Saved data entries:

//! Configuration loading, validation, and management for Librarian.
//!
//! Loads configuration from `~/.librarian/config.toml` with environment
//! variable overrides. Validates all settings at startup.

use serde::{Deserialize, Serialize};
use std::path::{Path, PathBuf};

/// The root configuration structure.
///
/// Maps directly to `~/.librarian/config.toml`.
#[derive(Clone, Serialize, Deserialize)]
pub struct AppConfig {
    /// Provider settings (API key, endpoint, model)
    #[serde(default)]
    pub provider: ProviderConfig,

    /// Size and budget limits
    #[serde(default)]
    pub limits: LimitsConfig,

    /// Session persistence settings
    #[serde(default)]
    pub session: SessionConfig,
}

/// Generation provider configuration.
#[derive(Clone, Serialize, Deserialize)]
pub struct ProviderConfig {
    /// API key (env `LIBRARIAN_API_KEY` takes priority)
    #[serde(default, skip_serializing_if = "Option::is_none")]
    pub api_key: Option<String>,

    /// API base URL
    #[serde(default = "default_base_url")]
    pub base_url: String,

    /// Model identifier
    #[serde(default = "default_model")]
    pub model: String,
}

fn default_base_url() -> String {
    "https://api.anthropic.com".into()
}
fn default_model() -> String {
    "claude-haiku-4-5".into()
}

impl Default for ProviderConfig {
    fn default() -> Self {
        Self {
            api_key: None,
            base_url: default_base_url(),
            model: default_model(),
        }
    }
}

/// Redact a secret string for Debug output.
fn redact(s: &Option<String>) -> &'static str {
    match s {
        Some(_) => "[REDACTED]",
        None => "None",
    }
}

impl std::fmt::Debug for ProviderConfig {
    fn fmt(&self, f: &mut std::fmt::Formatter<'_>) -> std::fmt::Result {
        f.debug_struct("ProviderConfig")
            .field("api_key", &redact(&self.api_key))
            .field("base_url", &self.base_url)
            .field("model", &self.model)
            .finish()
    }
}

impl std::fmt::Debug for AppConfig {
    fn fmt(&self, f: &mut std::fmt::Formatter<'_>) -> std::fmt::Result {
        f.debug_struct("AppConfig")
            .field("provider", &self.provider)
            .field("limits", &self.limits)
            .field("session", &self.session)
            .finish()
    }
}

/// Size bounds and context budget limits.
///
/// The document-level chunking trigger (`chunk_size_threshold`) and the
/// chunker's own bound (`max_chunk_size`) are two independent knobs; neither
/// is derived from the other.
#[derive(Debug, Clone, Serialize, Deserialize)]
pub struct LimitsConfig {
    /// Maximum tokens per specialist response
    #[serde(default = "default_max_output_tokens")]
    pub max_output_tokens: u32,

    /// Total context window budget per session, in tokens
    #[serde(default = "default_context_window_tokens")]
    pub context_window_tokens: usize,

    /// Documents above this many characters are chunked before processing
    #[serde(default = "default_chunk_size_threshold")]
    pub chunk_size_threshold: usize,

    /// Maximum characters per chunk
    #[serde(default = "default_max_chunk_size")]
    pub max_chunk_size: usize,
}

fn default_max_output_tokens() -> u32 {
    8000
}
fn default_context_window_tokens() -> usize {
    200_000
}
fn default_chunk_size_threshold() -> usize {
    50_000
}
fn default_max_chunk_size() -> usize {
    8000
}

impl Default for LimitsConfig {
    fn default() -> Self {
        Self {
            max_output_tokens: default_max_output_tokens(),
            context_window_tokens: default_context_window_tokens(),
            chunk_size_threshold: default_chunk_size_threshold(),
            max_chunk_size: default_max_chunk_size(),
        }
    }
}

/// Session snapshot persistence configuration.
#[derive(Debug, Clone, Serialize, Deserialize)]
pub struct SessionConfig {
    /// Directory for session snapshot files
    #[serde(default = "default_state_dir")]
    pub state_dir: PathBuf,
}

fn default_state_dir() -> PathBuf {
    AppConfig::config_dir()
}

impl Default for SessionConfig {
    fn default() -> Self {
        Self {
            state_dir: default_state_dir(),
        }
    }
}

impl AppConfig {
    /// Load configuration from the default path (~/.librarian/config.toml).
    ///
    /// Environment variable overrides (highest priority):
    /// - `LIBRARIAN_API_KEY` (falls back to `ANTHROPIC_API_KEY`)
    /// - `LIBRARIAN_MODEL`
    pub fn load() -> Result<Self, ConfigError> {
        let config_path = Self::config_dir().join("config.toml");
        let mut config = Self::load_from(&config_path)?;

        if config.provider.api_key.is_none() {
            config.provider.api_key = std::env::var("LIBRARIAN_API_KEY")
                .ok()
                .or_else(|| std::env::var("ANTHROPIC_API_KEY").ok());
        }

        if let Ok(model) = std::env::var("LIBRARIAN_MODEL") {
            config.provider.model = model;
        }

        Ok(config)
    }

    /// Load configuration from a specific file path.
    pub fn load_from(path: &Path) -> Result<Self, ConfigError> {
        if !path.exists() {
            tracing::info!("No config file found at {}, using defaults", path.display());
            return Ok(Self::default());
        }

        let content = std::fs::read_to_string(path).map_err(|e| ConfigError::ReadError {
            path: path.to_path_buf(),
            reason: e.to_string(),
        })?;

        let config: Self = toml::from_str(&content).map_err(|e| ConfigError::ParseError {
            path: path.to_path_buf(),
            reason: e.to_string(),
        })?;

        config.validate()?;
        Ok(config)
    }

    /// Get the configuration directory path.
    pub fn config_dir() -> PathBuf {
        dirs_home().join(".librarian")
    }

    /// Validate the configuration.
    pub fn validate(&self) -> Result<(), ConfigError> {
        if self.limits.max_chunk_size == 0 {
            return Err(ConfigError::ValidationError(
                "max_chunk_size must be positive".into(),
            ));
        }

        if self.limits.chunk_size_threshold == 0 {
            return Err(ConfigError::ValidationError(
                "chunk_size_threshold must be positive".into(),
            ));
        }

        if self.limits.max_output_tokens == 0 {
            return Err(ConfigError::ValidationError(
                "max_output_tokens must be positive".into(),
            ));
        }

        if self.limits.max_output_tokens as usize >= self.limits.context_window_tokens {
            return Err(ConfigError::ValidationError(
                "max_output_tokens must be smaller than context_window_tokens".into(),
            ));
        }

        Ok(())
    }

    /// Check if an API key is available (from config or environment).
    pub fn has_api_key(&self) -> bool {
        self.provider.api_key.is_some()
    }

    /// Generate a default config TOML string.
    pub fn default_toml() -> String {
        let config = Self::default();
        toml::to_string_pretty(&config).unwrap_or_default()
    }
}

impl Default for AppConfig {
    fn default() -> Self {
        Self {
            provider: ProviderConfig::default(),
            limits: LimitsConfig::default(),
            session: SessionConfig::default(),
        }
    }
}

/// Get the user's home directory.
fn dirs_home() -> PathBuf {
    #[cfg(target_os = "windows")]
    {
        std::env::var("USERPROFILE")
            .map(PathBuf::from)
            .unwrap_or_else(|_| PathBuf::from("C:\\Users\\Default"))
    }
    #[cfg(not(target_os = "windows"))]
    {
        std::env::var("HOME")
            .map(PathBuf::from)
            .unwrap_or_else(|_| PathBuf::from("/tmp"))
    }
}

/// Configuration errors.
#[derive(Debug, thiserror::Error)]
pub enum ConfigError {
    #[error("Failed to read config file at {path}: {reason}")]
    ReadError { path: PathBuf, reason: String },

    #[error("Failed to parse config file at {path}: {reason}")]
    ParseError { path: PathBuf, reason: String },

    #[error("Configuration validation failed: {0}")]
    ValidationError(String),
}

#[cfg(test)]
mod tests {
    use super::*;

    #[test]
    fn default_config_is_valid() {
        let config = AppConfig::default();
        assert!(config.validate().is_ok());
        assert_eq!(config.provider.model, "claude-haiku-4-5");
        assert_eq!(config.limits.max_chunk_size, 8000);
    }

    #[test]
    fn config_roundtrip_toml() {
        let config = AppConfig::default();
        let toml_str = toml::to_string_pretty(&config).unwrap();
        let parsed: AppConfig = toml::from_str(&toml_str).unwrap();
        assert_eq!(parsed.provider.model, config.provider.model);
        assert_eq!(parsed.limits.max_chunk_size, config.limits.max_chunk_size);
    }

    #[test]
    fn zero_chunk_size_rejected() {
        let mut config = AppConfig::default();
        config.limits.max_chunk_size = 0;
        assert!(config.validate().is_err());
    }

    #[test]
    fn ceiling_must_fit_in_window() {
        let mut config = AppConfig::default();
        config.limits.max_output_tokens = 300_000;
        assert!(config.validate().is_err());
    }

    #[test]
    fn missing_config_file_returns_defaults() {
        let result = AppConfig::load_from(Path::new("/nonexistent/config.toml"));
        assert!(result.is_ok());
        assert_eq!(result.unwrap().limits.max_output_tokens, 8000);
    }

    #[test]
    fn partial_config_fills_defaults() {
        let toml_str = r#"
[limits]
max_chunk_size = 4000
"#;
        let config: AppConfig = toml::from_str(toml_str).unwrap();
        assert_eq!(config.limits.max_chunk_size, 4000);
        assert_eq!(config.limits.max_output_tokens, 8000);
        assert_eq!(config.provider.base_url, "https://api.anthropic.com");
    }

    #[test]
    fn debug_redacts_api_key() {
        let mut config = AppConfig::default();
        config.provider.api_key = Some("sk-secret".into());
        let debug = format!("{config:?}");
        assert!(!debug.contains("sk-secret"));
        assert!(debug.contains("[REDACTED]"));
    }

    #[test]
    fn load_from_real_file() {
        let dir = tempfile::tempdir().unwrap();
        let path = dir.path().join("config.toml");
        std::fs::write(&path, "[provider]\nmodel = \"claude-sonnet-4-5\"\n").unwrap();
        let config = AppConfig::load_from(&path).unwrap();
        assert_eq!(config.provider.model, "claude-sonnet-4-5");
    }
}
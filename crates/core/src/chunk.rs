//! Chunk domain types.
//!
//! A `Chunk` is one bounded, ordered slice of a larger document, tagged with
//! how its boundary was determined. Chunks of one chunking operation,
//! concatenated in index order, reconstruct the original content modulo
//! whitespace normalization at split points.

use serde::{Deserialize, Serialize};

/// One bounded slice of a document.
#[derive(Debug, Clone, PartialEq, Eq, Serialize, Deserialize)]
pub struct Chunk {
    /// Position in the chunk sequence, starting at 0
    pub index: usize,

    /// The slice content. Never empty.
    pub content: String,

    /// Token estimate for the content (chars / 4, rounded up)
    pub approx_token_count: usize,

    /// How the boundary of this chunk was determined
    pub boundary: BoundaryKind,
}

impl Chunk {
    /// Build a chunk, deriving the token estimate from the content.
    pub fn new(index: usize, content: impl Into<String>, boundary: BoundaryKind) -> Self {
        let content = content.into();
        let approx_token_count = estimate_tokens(&content);
        Self {
            index,
            content,
            approx_token_count,
            boundary,
        }
    }
}

/// How a chunk's boundary was determined.
#[derive(Debug, Clone, Copy, PartialEq, Eq, Serialize, Deserialize)]
#[serde(rename_all = "snake_case")]
pub enum BoundaryKind {
    /// Split at a page marker
    PageBoundary,
    /// Split at a chapter heading
    ChapterBoundary,
    /// Split at a blank-line paragraph break
    ParagraphBoundary,
    /// A single indivisible unit exceeded the size bound
    ForcedSplit,
}

impl std::fmt::Display for BoundaryKind {
    fn fmt(&self, f: &mut std::fmt::Formatter<'_>) -> std::fmt::Result {
        let s = match self {
            BoundaryKind::PageBoundary => "page",
            BoundaryKind::ChapterBoundary => "chapter",
            BoundaryKind::ParagraphBoundary => "paragraph",
            BoundaryKind::ForcedSplit => "forced-split",
        };
        write!(f, "{s}")
    }
}

/// Estimate the token count for a string.
///
/// Heuristic: 1 token ≈ 4 characters. Rounds up. This approximation is
/// accurate within ~10% for BPE tokenizers (GPT-3.5, GPT-4, Claude) on
/// English text.
pub fn estimate_tokens(text: &str) -> usize {
    if text.is_empty() {
        return 0;
    }
    (text.chars().count() + 3) / 4
}
//! `librarian answer` — Answer a pending clarification and resume.

use anyhow::Context;
use librarian_config::AppConfig;
use librarian_team::{ProcessingSession, SessionOutcome, output_truncated};

use super::{build_provider, discards_session, orchestrator_config, snapshot_store};

pub async fn run(answer: &str) -> anyhow::Result<()> {
    let config = AppConfig::load().context("Failed to load config")?;
    let provider = build_provider(&config)?;
    let store = snapshot_store(&config);

    let snapshot = store
        .load()
        .context("No suspended session to answer — run `librarian process` first")?;
    let mut session = ProcessingSession::from_snapshot(orchestrator_config(&config), snapshot);

    let outcome = match session.answer_clarification(&provider, answer).await {
        Ok(outcome) => outcome,
        Err(e) => {
            // A failed session is not resumable; state misuse keeps it
            if discards_session(&e) {
                store.clear()?;
            }
            return Err(e.into());
        }
    };

    match outcome {
        SessionOutcome::Final(text) => {
            println!("{text}");
            if output_truncated(&text) {
                store.save(&session.snapshot())?;
                eprintln!("\n⚠️  Output appears truncated — run `librarian continue` to get the rest");
            } else {
                store.clear()?;
            }
        }
        SessionOutcome::ClarificationPending { question, .. } => {
            store.save(&session.snapshot())?;
            println!("❓ The team needs further clarification:\n\n{question}");
            println!("\nAnswer with: librarian answer \"...\"");
        }
    }

    Ok(())
}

▶ [INSTRUCTIONS FOR THE TASK] Lines with "write" in them are what the answer must contain; copy each from the records above.

▶ [EXERCISE SOLUTION]
        std::fs::write(&path, "[provider]\nmodel = \"claude-sonnet-4-5\"\n").unwrap();
        write!(f, "{s}")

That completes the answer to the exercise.